# Norco Six 2006 mit216/63mm Dämpfer



## excalibur7706 (8. September 2009)

Hallo an alle Experten,

habe ein Norco Six 2006 mir aufgebaut mit dem ich soweit ganz zufrieden bin. Der verbaute DHX 3.0 Coil könnte ich evtl. durch einen Fox DHX 5.0 Coil ersetzten.
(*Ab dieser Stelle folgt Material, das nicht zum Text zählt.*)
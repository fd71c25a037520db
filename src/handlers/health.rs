//! Backend health check

use crate::handlers::Screen;
use crate::services::{HealthReport, ServiceFactory};
use crate::utils::errors::Result;

pub async fn handle_health(services: &ServiceFactory) -> Result<String> {
    let report = services.health.check().await?;
    Ok(render_health(services.settings.api.base_url.as_str(), &report))
}

pub fn render_health(target: &str, report: &HealthReport) -> String {
    let status = &report.status;
    let mut screen = Screen::new("Backend health")
        .field("Endpoint", target)
        .field("Status", if status.is_healthy() { "healthy" } else { status.status.as_str() })
        .field("Latency", format!("{} ms", report.latency_ms));
    if let Some(version) = &status.version {
        screen = screen.field("Version", version);
    }
    if let Some(uptime) = status.uptime {
        screen = screen.field("Uptime", format!("{:.0} s", uptime));
    }
    if let Some(database) = &status.database {
        screen = screen.field("Database", database);
    }
    screen.finish()
}
//! Statistics endpoints

use crate::models::{ClientStats, PlatformStats, WorkerStats};
use crate::services::client::ApiClient;
use crate::utils::errors::Result;

/// Service for `/stats`
#[derive(Clone, Debug)]
pub struct StatsService {
    client: ApiClient,
}

impl StatsService {
    pub fn new(client: ApiClient) -> Self {
        Self { client }
    }

    pub async fn worker(&self) -> Result<WorkerStats> {
        self.client.get("stats/worker").await
    }

    pub async fn client(&self) -> Result<ClientStats> {
        self.client.get("stats/client").await
    }

    pub async fn platform(&self) -> Result<PlatformStats> {
        self.client.get("stats/platform").await
    }
}
//! User model

use std::fmt;
use std::str::FromStr;

use chrono::{DateTime, Utc};
use serde::{Deserialize, Serialize};

#[derive(Debug, Clone, PartialEq, Serialize, Deserialize)]
#[serde(rename_all = "camelCase")]
pub struct UserProfile {
    pub id: String,
    pub email: String,
    pub name: String,
    pub role: UserRole,
    #[serde(default)]
    pub avatar: Option<String>,
    #[serde(default)]
    pub bio: Option<String>,
    #[serde(default)]
    pub skills: Vec<String>,
    #[serde(default)]
    pub rating: Option<f64>,
    #[serde(default)]
    pub completed_tasks: u32,
    pub created_at: DateTime<Utc>,
}

impl UserProfile {
    pub fn is_admin(&self) -> bool {
        self.role == UserRole::Admin
    }

    /// Build the body for resubmitting an edited copy of the profile
    pub fn to_update(&self) -> UpdateUserRequest {
        UpdateUserRequest {
            name: Some(self.name.clone()),
            bio: self.bio.clone(),
            avatar: self.avatar.clone(),
            skills: Some(self.skills.clone()),
        }
    }
}

#[derive(Debug, Clone, Copy, PartialEq, Eq, Hash, Serialize, Deserialize)]
#[serde(rename_all = "snake_case")]
pub enum UserRole {
    Worker,
    Client,
    Admin,
}

impl UserRole {
    pub fn as_str(&self) -> &'static str {
        match self {
            UserRole::Worker => "worker",
            UserRole::Client => "client",
            UserRole::Admin => "admin",
        }
    }
}

impl fmt::Display for UserRole {
    fn fmt(&self, f: &mut fmt::Formatter<'_>) -> fmt::Result {
        f.write_str(self.as_str())
    }
}

impl FromStr for UserRole {
    type Err = String;

    fn from_str(s: &str) -> Result<Self, Self::Err> {
        match s {
            "worker" => Ok(UserRole::Worker),
            "client" => Ok(UserRole::Client),
            "admin" => Ok(UserRole::Admin),
            other => Err(format!("unknown role '{}'", other)),
        }
    }
}

#[derive(Debug, Clone, Serialize, Deserialize)]
#[serde(rename_all = "camelCase")]
pub struct LoginRequest {
    pub email: String,
    pub password: String,
}

#[derive(Debug, Clone, Serialize, Deserialize)]
#[serde(rename_all = "camelCase")]
pub struct RegisterRequest {
    pub email: String,
    pub password: String,
    pub name: String,
    pub role: UserRole,
}

/// Token and profile returned by login and register
#[derive(Debug, Clone, Serialize, Deserialize)]
#[serde(rename_all = "camelCase")]
pub struct AuthResponse {
    pub token: String,
    pub user: UserProfile,
}

#[derive(Debug, Clone, Default, Serialize, Deserialize)]
#[serde(rename_all = "camelCase")]
pub struct UpdateUserRequest {
    #[serde(skip_serializing_if = "Option::is_none")]
    pub name: Option<String>,
    #[serde(skip_serializing_if = "Option::is_none")]
    pub bio: Option<String>,
    #[serde(skip_serializing_if = "Option::is_none")]
    pub avatar: Option<String>,
    #[serde(skip_serializing_if = "Option::is_none")]
    pub skills: Option<Vec<String>>,
}
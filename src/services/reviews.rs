//! Review endpoints

use crate::models::{CreateReviewRequest, Review};
use crate::services::client::{segment, ApiClient};
use crate::services::ratings::check_score;
use crate::utils::errors::Result;

/// Service for `/reviews`
#[derive(Clone, Debug)]
pub struct ReviewService {
    client: ApiClient,
}

impl ReviewService {
    pub fn new(client: ApiClient) -> Self {
        Self { client }
    }

    pub async fn create(&self, request: &CreateReviewRequest) -> Result<Review> {
        check_score(request.rating)?;
        self.client.post("reviews", request).await
    }

    pub async fn for_user(&self, user_id: &str) -> Result<Vec<Review>> {
        self.client.get(&format!("reviews/user/{}", segment(user_id))).await
    }

    pub async fn for_task(&self, task_id: &str) -> Result<Vec<Review>> {
        self.client.get(&format!("reviews/task/{}", segment(task_id))).await
    }
}
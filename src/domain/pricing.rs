//! Task fee calculation
//!
//! `total_reward = reward * quantity`, `platform_fee = total_reward * rate`,
//! `total_budget = total_reward + platform_fee`. Amounts are handled in
//! whole cents and the fee is rounded half up to the cent.

use std::fmt;

use crate::utils::helpers::format_currency;

/// Platform fee applied when no rate is configured
pub const DEFAULT_PLATFORM_FEE_RATE: f64 = 0.05;

/// Convert a decimal amount to cents, rounding to the nearest cent
pub fn to_cents(amount: f64) -> i64 {
    (amount * 100.0).round() as i64
}

/// Convert cents back to a decimal amount
pub fn from_cents(cents: i64) -> f64 {
    cents as f64 / 100.0
}

/// Cost breakdown shown before a task is created
#[derive(Debug, Clone, Copy, PartialEq, Eq)]
pub struct FeeBreakdown {
    pub reward_cents: i64,
    pub quantity: u32,
    /// Fee rate in basis points (5% = 500)
    pub fee_bps: i64,
    pub total_reward_cents: i64,
    pub platform_fee_cents: i64,
    pub total_budget_cents: i64,
}

impl FeeBreakdown {
    pub fn total_reward(&self) -> f64 {
        from_cents(self.total_reward_cents)
    }

    pub fn platform_fee(&self) -> f64 {
        from_cents(self.platform_fee_cents)
    }

    pub fn total_budget(&self) -> f64 {
        from_cents(self.total_budget_cents)
    }

    pub fn fee_rate(&self) -> f64 {
        self.fee_bps as f64 / 10_000.0
    }
}

impl fmt::Display for FeeBreakdown {
    fn fmt(&self, f: &mut fmt::Formatter<'_>) -> fmt::Result {
        writeln!(
            f,
            "Reward per unit:  {} x {}",
            format_currency(from_cents(self.reward_cents), "USD"),
            self.quantity
        )?;
        writeln!(f, "Total reward:     {}", format_currency(self.total_reward(), "USD"))?;
        writeln!(
            f,
            "Platform fee ({}%): {}",
            self.fee_bps as f64 / 100.0,
            format_currency(self.platform_fee(), "USD")
        )?;
        write!(f, "Total budget:     {}", format_currency(self.total_budget(), "USD"))
    }
}

/// Compute the budget for `quantity` units at `reward` each
pub fn calculate_fees(reward: f64, quantity: u32, fee_rate: f64) -> FeeBreakdown {
    let reward_cents = to_cents(reward);
    let fee_bps = (fee_rate * 10_000.0).round() as i64;
    let total_reward_cents = reward_cents * quantity as i64;
    let platform_fee_cents = (total_reward_cents * fee_bps + 5_000) / 10_000;

    FeeBreakdown {
        reward_cents,
        quantity,
        fee_bps,
        total_reward_cents,
        platform_fee_cents,
        total_budget_cents: total_reward_cents + platform_fee_cents,
    }
}

#[cfg(test)]
mod tests {
    use super::*;

    #[test]
    fn test_reference_example() {
        let fees = calculate_fees(2.0, 10, DEFAULT_PLATFORM_FEE_RATE);
        assert_eq!(fees.total_reward(), 20.0);
        assert_eq!(fees.platform_fee(), 1.0);
        assert_eq!(fees.total_budget(), 21.0);
        assert_eq!(format_currency(fees.total_budget(), "USD"), "$21.00");
    }

    #[test]
    fn test_budget_is_reward_times_quantity_plus_five_percent() {
        for (reward, quantity, expected_cents) in [
            (0.10, 1, 11),        // 10c + 0.5c fee rounds up
            (0.25, 100, 2_625),
            (1.99, 37, 7_731),    // 7363c + 368.15c fee
            (1000.0, 10_000, 1_050_000_000),
        ] {
            let fees = calculate_fees(reward, quantity, DEFAULT_PLATFORM_FEE_RATE);
            assert_eq!(fees.total_budget_cents, expected_cents, "reward={} qty={}", reward, quantity);
        }
    }

    #[test]
    fn test_custom_rate() {
        let fees = calculate_fees(3.0, 3, 0.1);
        assert_eq!(fees.fee_bps, 1_000);
        assert_eq!(fees.platform_fee_cents, 90);
        assert_eq!(fees.total_budget_cents, 990);
    }

    #[test]
    fn test_display() {
        let rendered = calculate_fees(2.0, 10, DEFAULT_PLATFORM_FEE_RATE).to_string();
        assert!(rendered.contains("Total reward:     $20.00"));
        assert!(rendered.contains("Platform fee (5%): $1.00"));
        assert!(rendered.ends_with("Total budget:     $21.00"));
    }
}
//! Wallet endpoints
//!
//! Balances and escrow are owned by the backend; this service only reads
//! them and forwards deposit and withdrawal requests.

use tracing::info;

use crate::models::{DepositRequest, Paginated, Transaction, TransactionKind, Wallet, WithdrawRequest};
use crate::services::client::ApiClient;
use crate::services::query::QueryBuilder;
use crate::utils::errors::{PayTaskError, Result};

/// Smallest amount accepted for deposits and withdrawals
pub const MIN_TRANSFER: f64 = 1.0;

/// Service for `/wallets`
#[derive(Clone, Debug)]
pub struct WalletService {
    client: ApiClient,
}

impl WalletService {
    pub fn new(client: ApiClient) -> Self {
        Self { client }
    }

    pub async fn mine(&self) -> Result<Wallet> {
        self.client.get("wallets/me").await
    }

    pub async fn transactions(&self, page: u32, limit: u32, kind: Option<TransactionKind>) -> Result<Paginated<Transaction>> {
        let query = QueryBuilder::new()
            .push("page", Some(page))
            .push("limit", Some(limit))
            .push("type", kind)
            .finish();
        self.client.get_with_query("wallets/transactions", &query).await
    }

    pub async fn deposit(&self, amount: f64) -> Result<Transaction> {
        check_amount(amount)?;
        let tx: Transaction = self.client.post("wallets/deposit", &DepositRequest { amount }).await?;
        info!(transaction_id = %tx.id, amount = amount, "Deposit requested");
        Ok(tx)
    }

    pub async fn withdraw(&self, amount: f64, destination: &str) -> Result<Transaction> {
        check_amount(amount)?;
        if destination.trim().is_empty() {
            return Err(PayTaskError::InvalidInput("A withdrawal destination is required".to_string()));
        }

        let request = WithdrawRequest {
            amount,
            destination: destination.to_string(),
        };
        let tx: Transaction = self.client.post("wallets/withdraw", &request).await?;
        info!(transaction_id = %tx.id, amount = amount, "Withdrawal requested");
        Ok(tx)
    }
}

fn check_amount(amount: f64) -> Result<()> {
    if !amount.is_finite() || amount < MIN_TRANSFER {
        return Err(PayTaskError::InvalidInput(format!(
            "Amount must be at least {:.2}, got {}",
            MIN_TRANSFER, amount
        )));
    }
    Ok(())
}
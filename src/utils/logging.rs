//! Logging configuration and setup
//!
//! This module provides logging initialization and structured logging utilities
//! for the PayTask client.

use tracing::{debug, error, info, warn};
use tracing_appender::non_blocking::WorkerGuard;
use tracing_subscriber::{layer::SubscriberExt, util::SubscriberInitExt};

use crate::config::LoggingConfig;
use crate::utils::errors::{PayTaskError, Result};

/// Initialize logging based on configuration
///
/// Console output goes to stderr so that page output on stdout stays clean.
/// The returned guard must be held until exit when a log file is configured.
pub fn init_logging(config: &LoggingConfig) -> Result<Option<WorkerGuard>> {
    let filter = tracing_subscriber::EnvFilter::try_new(&config.level)
        .map_err(|e| PayTaskError::Config(format!("Invalid log filter '{}': {}", config.level, e)))?;

    let console = tracing_subscriber::fmt::layer()
        .with_writer(std::io::stderr)
        .with_target(false);

    let guard = match &config.file_path {
        Some(dir) => {
            let file_appender = tracing_appender::rolling::daily(dir, "paytask.log");
            let (non_blocking, guard) = tracing_appender::non_blocking(file_appender);

            tracing_subscriber::registry()
                .with(filter)
                .with(console)
                .with(tracing_subscriber::fmt::layer().json().with_writer(non_blocking))
                .try_init()
                .map_err(|e| PayTaskError::Config(format!("Failed to install logger: {}", e)))?;
            Some(guard)
        }
        None => {
            tracing_subscriber::registry()
                .with(filter)
                .with(console)
                .try_init()
                .map_err(|e| PayTaskError::Config(format!("Failed to install logger: {}", e)))?;
            None
        }
    };

    debug!("Logging initialized with level: {}", config.level);
    Ok(guard)
}

/// Log user actions with structured data
pub fn log_user_action(user_id: Option<&str>, action: &str, details: Option<&str>) {
    info!(
        user_id = user_id,
        action = action,
        details = details,
        "User action performed"
    );
}

/// Log actions that are simulated locally instead of being sent to the backend
pub fn log_simulated_action(page: &str, action: &str, target: &str) {
    info!(
        page = page,
        action = action,
        target = target,
        "Simulated action, no request sent"
    );
}

/// Log API errors with context
pub fn log_api_error(api: &str, err: &PayTaskError) {
    if err.is_recoverable() {
        warn!(api = api, error = %err, severity = %err.severity(), "API call failed");
    } else {
        error!(api = api, error = %err, severity = %err.severity(), "API call failed");
    }
}
//! Configuration validation module
//!
//! This module provides validation functions for application configuration
//! to ensure all required settings are properly configured.

use url::Url;

use crate::utils::errors::{PayTaskError, Result};
use super::Settings;

/// Validate all configuration settings
pub fn validate_settings(settings: &Settings) -> Result<()> {
    validate_api_config(&settings.api)?;
    validate_polling_config(&settings.polling)?;
    validate_fees_config(&settings.fees)?;
    validate_logging_config(&settings.logging)?;

    Ok(())
}

/// Validate backend API configuration
fn validate_api_config(config: &super::ApiConfig) -> Result<()> {
    if config.base_url.is_empty() {
        return Err(PayTaskError::Config(
            "API base URL is required".to_string()
        ));
    }

    let url = Url::parse(&config.base_url)
        .map_err(|e| PayTaskError::Config(format!("Invalid API base URL '{}': {}", config.base_url, e)))?;

    if url.scheme() != "http" && url.scheme() != "https" {
        return Err(PayTaskError::Config(
            format!("API base URL must be http or https, got {}", url.scheme())
        ));
    }

    if config.timeout_seconds == 0 {
        return Err(PayTaskError::Config(
            "API timeout must be greater than 0".to_string()
        ));
    }

    Ok(())
}

/// Validate polling intervals
fn validate_polling_config(config: &super::PollingConfig) -> Result<()> {
    if config.activity_seconds == 0 || config.dashboard_seconds == 0 {
        return Err(PayTaskError::Config(
            "Polling intervals must be greater than 0".to_string()
        ));
    }

    Ok(())
}

/// Validate fee configuration
fn validate_fees_config(config: &super::FeesConfig) -> Result<()> {
    if !(0.0..1.0).contains(&config.platform_fee_rate) {
        return Err(PayTaskError::Config(
            format!("Platform fee rate must be in [0, 1), got {}", config.platform_fee_rate)
        ));
    }

    Ok(())
}

/// Validate logging configuration
fn validate_logging_config(config: &super::LoggingConfig) -> Result<()> {
    if config.level.is_empty() {
        return Err(PayTaskError::Config(
            "Log level is required".to_string()
        ));
    }

    let valid_levels = ["trace", "debug", "info", "warn", "error"];
    if !valid_levels.contains(&config.level.as_str()) {
        return Err(PayTaskError::Config(
            format!("Invalid log level: {}. Valid levels: {:?}", config.level, valid_levels)
        ));
    }

    Ok(())
}
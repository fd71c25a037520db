//! Configuration management module
//!
//! This module handles loading and validation of application configuration
//! from TOML files and environment variables.

pub mod settings;
pub mod validation;

pub use settings::{Settings, ApiConfig, AuthConfig, PollingConfig, FeesConfig, LoggingConfig, FeaturesConfig};
//! Task creation form
//!
//! A [`TaskDraft`] is what the creation page collects before anything is
//! sent. Validation reports every failing field, not just the first.

use chrono::{DateTime, Duration, Utc};

use crate::domain::pricing::{calculate_fees, FeeBreakdown};
use crate::models::{CreateTaskRequest, UpdateTaskRequest, TASK_CATEGORIES};
use crate::utils::errors::{Result, ValidationErrors};
use crate::utils::helpers::{format_currency, normalize_whitespace};

pub const MIN_REWARD: f64 = 0.10;
pub const MAX_REWARD: f64 = 1000.0;
pub const MIN_QUANTITY: u32 = 1;
pub const MAX_QUANTITY: u32 = 10_000;
pub const TITLE_LENGTH: (usize, usize) = (5, 100);
pub const DESCRIPTION_LENGTH: (usize, usize) = (20, 5000);

/// Deadlines must fall after this much time from now
pub fn min_deadline_lead() -> Duration {
    Duration::hours(1)
}

/// Latest allowed deadline, relative to now
pub fn max_deadline_lead() -> Duration {
    Duration::days(90)
}

#[derive(Debug, Clone, PartialEq)]
pub struct TaskDraft {
    pub title: String,
    pub description: String,
    pub category: String,
    pub reward: f64,
    pub quantity: u32,
    pub deadline: DateTime<Utc>,
    pub instructions: Option<String>,
    pub tags: Vec<String>,
    pub attachments: Vec<String>,
}

impl TaskDraft {
    /// Check every field against the form rules, with `now` as the reference time
    pub fn validate(&self, now: DateTime<Utc>) -> Result<()> {
        let mut errors = ValidationErrors::new();

        check_length(&mut errors, "title", &normalize_whitespace(&self.title), TITLE_LENGTH);
        check_length(&mut errors, "description", self.description.trim(), DESCRIPTION_LENGTH);

        if self.category.trim().is_empty() {
            errors.add("category", "Category is required");
        } else if !TASK_CATEGORIES.contains(&self.category.as_str()) {
            errors.add("category", format!("Unknown category '{}'", self.category));
        }

        check_reward(&mut errors, self.reward);
        check_quantity(&mut errors, self.quantity);
        check_deadline(&mut errors, self.deadline, now);

        errors.into_result()
    }

    /// Budget preview at the given fee rate
    pub fn fees(&self, fee_rate: f64) -> FeeBreakdown {
        calculate_fees(self.reward, self.quantity, fee_rate)
    }

    /// Validate and build the create request
    pub fn into_request(self, now: DateTime<Utc>) -> Result<CreateTaskRequest> {
        self.validate(now)?;

        Ok(CreateTaskRequest {
            title: normalize_whitespace(&self.title),
            description: self.description.trim().to_string(),
            category: self.category,
            reward: self.reward,
            quantity: self.quantity,
            deadline: self.deadline,
            instructions: self.instructions.filter(|text| !text.trim().is_empty()),
            tags: self
                .tags
                .into_iter()
                .map(|tag| tag.trim().to_lowercase())
                .filter(|tag| !tag.is_empty())
                .collect(),
            attachments: self.attachments,
        })
    }
}

fn check_reward(errors: &mut ValidationErrors, reward: f64) {
    if !reward.is_finite() || !(MIN_REWARD..=MAX_REWARD).contains(&reward) {
        errors.add(
            "reward",
            format!(
                "Reward must be between {} and {}",
                format_currency(MIN_REWARD, "USD"),
                format_currency(MAX_REWARD, "USD")
            ),
        );
    }
}

fn check_quantity(errors: &mut ValidationErrors, quantity: u32) {
    if !(MIN_QUANTITY..=MAX_QUANTITY).contains(&quantity) {
        errors.add(
            "quantity",
            format!("Quantity must be between {} and {}", MIN_QUANTITY, MAX_QUANTITY),
        );
    }
}

fn check_deadline(errors: &mut ValidationErrors, deadline: DateTime<Utc>, now: DateTime<Utc>) {
    if deadline <= now + min_deadline_lead() {
        errors.add("deadline", "Deadline must be more than 1 hour from now");
    } else if deadline > now + max_deadline_lead() {
        errors.add("deadline", "Deadline must be within 90 days");
    }
}

/// Check an edited copy of a task before it is resubmitted.
///
/// Reward and quantity are checked on the merged copy. Text fields and the
/// deadline are checked only when `changes` sets them, so a task already
/// close to its deadline can still be edited.
pub fn validate_edit(merged: &UpdateTaskRequest, changes: &UpdateTaskRequest, now: DateTime<Utc>) -> Result<()> {
    let mut errors = ValidationErrors::new();

    if let Some(title) = &changes.title {
        check_length(&mut errors, "title", &normalize_whitespace(title), TITLE_LENGTH);
    }
    if let Some(description) = &changes.description {
        check_length(&mut errors, "description", description.trim(), DESCRIPTION_LENGTH);
    }
    if let Some(reward) = merged.reward {
        check_reward(&mut errors, reward);
    }
    if let Some(quantity) = merged.quantity {
        check_quantity(&mut errors, quantity);
    }
    if let Some(deadline) = changes.deadline {
        check_deadline(&mut errors, deadline, now);
    }

    errors.into_result()
}

fn check_length(errors: &mut ValidationErrors, field: &'static str, value: &str, (min, max): (usize, usize)) {
    let length = value.chars().count();
    if length < min || length > max {
        errors.add(field, format!("Must be between {} and {} characters", min, max));
    }
}

#[cfg(test)]
mod tests {
    use super::*;
    use crate::utils::errors::PayTaskError;
    use assert_matches::assert_matches;
    use chrono::TimeZone;

    fn now() -> DateTime<Utc> {
        Utc.with_ymd_and_hms(2026, 10, 18, 12, 0, 0).unwrap()
    }

    fn draft() -> TaskDraft {
        TaskDraft {
            title: "Label street signs".to_string(),
            description: "Draw a box around every street sign in the photo.".to_string(),
            category: "image-labeling".to_string(),
            reward: 2.0,
            quantity: 10,
            deadline: now() + Duration::days(7),
            instructions: None,
            tags: vec![" Vision ".to_string(), "".to_string()],
            attachments: vec![],
        }
    }

    fn failing_fields(draft: &TaskDraft) -> Vec<&'static str> {
        match draft.validate(now()) {
            Ok(()) => vec![],
            Err(PayTaskError::Validation(errors)) => errors.errors.iter().map(|e| e.field).collect(),
            Err(other) => panic!("unexpected error: {}", other),
        }
    }

    #[test]
    fn test_valid_draft() {
        assert!(draft().validate(now()).is_ok());
        assert_eq!(draft().fees(0.05).total_budget(), 21.0);
    }

    #[test]
    fn test_reward_boundaries() {
        let mut d = draft();
        d.reward = 0.09;
        assert_eq!(failing_fields(&d), vec!["reward"]);
        d.reward = 0.10;
        assert!(failing_fields(&d).is_empty());
        d.reward = 1000.0;
        assert!(failing_fields(&d).is_empty());
        d.reward = 1000.01;
        assert_eq!(failing_fields(&d), vec!["reward"]);
        d.reward = 0.099;
        assert_eq!(failing_fields(&d), vec!["reward"]);
        d.reward = 1000.004;
        assert_eq!(failing_fields(&d), vec!["reward"]);
        d.reward = f64::NAN;
        assert_eq!(failing_fields(&d), vec!["reward"]);
    }

    #[test]
    fn test_quantity_boundaries() {
        let mut d = draft();
        d.quantity = 0;
        assert_eq!(failing_fields(&d), vec!["quantity"]);
        d.quantity = 1;
        assert!(failing_fields(&d).is_empty());
        d.quantity = 10_000;
        assert!(failing_fields(&d).is_empty());
        d.quantity = 10_001;
        assert_eq!(failing_fields(&d), vec!["quantity"]);
    }

    #[test]
    fn test_deadline_boundaries() {
        let mut d = draft();
        d.deadline = now() + Duration::minutes(59);
        assert_eq!(failing_fields(&d), vec!["deadline"]);
        d.deadline = now() + Duration::hours(1);
        assert_eq!(failing_fields(&d), vec!["deadline"]);
        d.deadline = now() + Duration::minutes(61);
        assert!(failing_fields(&d).is_empty());
        d.deadline = now() + Duration::days(90);
        assert!(failing_fields(&d).is_empty());
        d.deadline = now() + Duration::days(90) + Duration::minutes(1);
        assert_eq!(failing_fields(&d), vec!["deadline"]);
    }

    #[test]
    fn test_reports_every_failing_field() {
        let d = TaskDraft {
            title: "Hi".to_string(),
            description: "short".to_string(),
            category: String::new(),
            reward: 0.0,
            quantity: 0,
            deadline: now(),
            ..draft()
        };
        assert_eq!(
            failing_fields(&d),
            vec!["title", "description", "category", "reward", "quantity", "deadline"]
        );
    }

    #[test]
    fn test_into_request_normalizes() {
        let mut d = draft();
        d.title = "  Label   street signs ".to_string();
        d.instructions = Some("   ".to_string());
        let request = d.into_request(now()).unwrap();
        assert_eq!(request.title, "Label street signs");
        assert_eq!(request.tags, vec!["vision".to_string()]);
        assert!(request.instructions.is_none());
    }

    #[test]
    fn test_title_length_counts_collapsed_whitespace() {
        let mut d = draft();
        d.title = "a        b".to_string();
        assert_eq!(failing_fields(&d), vec!["title"]);
        assert_matches!(d.into_request(now()), Err(PayTaskError::Validation(_)));

        let mut d = draft();
        d.title = "  ab   cd  ".to_string();
        assert!(failing_fields(&d).is_empty());
        assert_eq!(d.into_request(now()).unwrap().title, "ab cd");
    }

    #[test]
    fn test_edit_rules() {
        let merged = UpdateTaskRequest {
            reward: Some(0.01),
            quantity: Some(10),
            deadline: Some(now() + Duration::minutes(30)),
            ..Default::default()
        };
        let changes = UpdateTaskRequest {
            reward: Some(0.01),
            ..Default::default()
        };
        match validate_edit(&merged, &changes, now()) {
            Err(PayTaskError::Validation(errors)) => {
                assert!(errors.has("reward"));
                assert!(!errors.has("deadline"));
            }
            other => panic!("expected validation errors, got {:?}", other),
        }

        let merged = UpdateTaskRequest {
            reward: Some(2.0),
            quantity: Some(20_000),
            ..Default::default()
        };
        let changes = UpdateTaskRequest {
            title: Some("a     b".to_string()),
            deadline: Some(now() + Duration::days(120)),
            ..Default::default()
        };
        match validate_edit(&merged, &changes, now()) {
            Err(PayTaskError::Validation(errors)) => {
                let fields: Vec<_> = errors.errors.iter().map(|e| e.field).collect();
                assert_eq!(fields, vec!["title", "quantity", "deadline"]);
            }
            other => panic!("expected validation errors, got {:?}", other),
        }

        let merged = UpdateTaskRequest {
            reward: Some(2.0),
            quantity: Some(25),
            deadline: Some(now() + Duration::minutes(10)),
            ..Default::default()
        };
        let changes = UpdateTaskRequest {
            quantity: Some(25),
            ..Default::default()
        };
        assert!(validate_edit(&merged, &changes, now()).is_ok());
    }

    #[test]
    fn test_into_request_rejects_invalid() {
        let mut d = draft();
        d.category = "gardening".to_string();
        assert_matches!(d.into_request(now()), Err(PayTaskError::Validation(_)));
    }
}
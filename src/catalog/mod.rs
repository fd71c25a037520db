//! Mock catalog module
//!
//! Disputes, support tickets and public profiles have no backing API. They
//! are served from fixed in-memory data keyed by id.

pub mod disputes;
pub mod support;
pub mod profiles;

pub use disputes::{Dispute, DisputeDesk, DisputeOutcome, DisputeStatus, Resolution};
pub use support::{NewTicket, SupportDesk, SupportTicket, TicketCategory, TicketPriority, TicketStatus};
pub use profiles::{ProfileDirectory, ProfileReview, PublicProfile};

use chrono::{DateTime, TimeZone, Utc};

/// All mock pages together
#[derive(Debug, Clone)]
pub struct MockCatalog {
    pub disputes: DisputeDesk,
    pub support: SupportDesk,
    pub profiles: ProfileDirectory,
}

impl MockCatalog {
    pub fn seeded() -> Self {
        Self {
            disputes: DisputeDesk::seeded(),
            support: SupportDesk::seeded(),
            profiles: ProfileDirectory::seeded(),
        }
    }
}

impl Default for MockCatalog {
    fn default() -> Self {
        Self::seeded()
    }
}

pub(crate) fn seeded_at(year: i32, month: u32, day: u32, hour: u32) -> DateTime<Utc> {
    Utc.with_ymd_and_hms(year, month, day, hour, 0, 0)
        .single()
        .unwrap_or_default()
}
Dieser hat jedoch 216mm Länge mit 63 Hub.

Geht dies, ist dies freigegeben von Norco?


Gruß

Excalibur7706


----------



## thorstenfels (8. September 2009)

hi excalibur,

bin zwar kein kein experte galube aber das du den längeren dämpfer nicht einbauen kannst. wenn dann nur bei 5.5 " ich denke aber es verändert die geometrie so gravierent, dass du die performence verloren geht. wende dich mal an die firma wittich autoteile in bielefeld, die wissen eigentlich gut bescheid und können dir antwort geben.

gruß
thorsten


----------



## MTB-News.de




----------



## thorstenfels (8. September 2009)

entschuldigung für mein schlechtes deutsch


----------



## excalibur7706 (8. September 2009)

Kein Problem, danke schon mal für die Info. 
Bleibe vermutlich erstmal beim DHX3.0 in der 200/57mm Länge. 

Suche dann halt noch etwas länger bis ich einen guten DHX 4 oder 5 in der Länge finde, denn mir fehlt etwas die Möglichkeit des Feintunings am DHX3.

Gruß und Danke nochmal,

Excalibur


----------



## Indian Summer (10. September 2009)

Hi excalibur7706

Unbedingt bei 200mm Einbaulänge bleiben. Die 16mm verlängerte Einbaulänge 
verändern die Geometrie nachteilig und die 6mm zusätzlicher Hub lassen die Kettenstreben wohl in das untere Ende des Sattelrohrs knallen. 

Unbedingt die Finger davon lassen!

Cheers,

Fritz


----------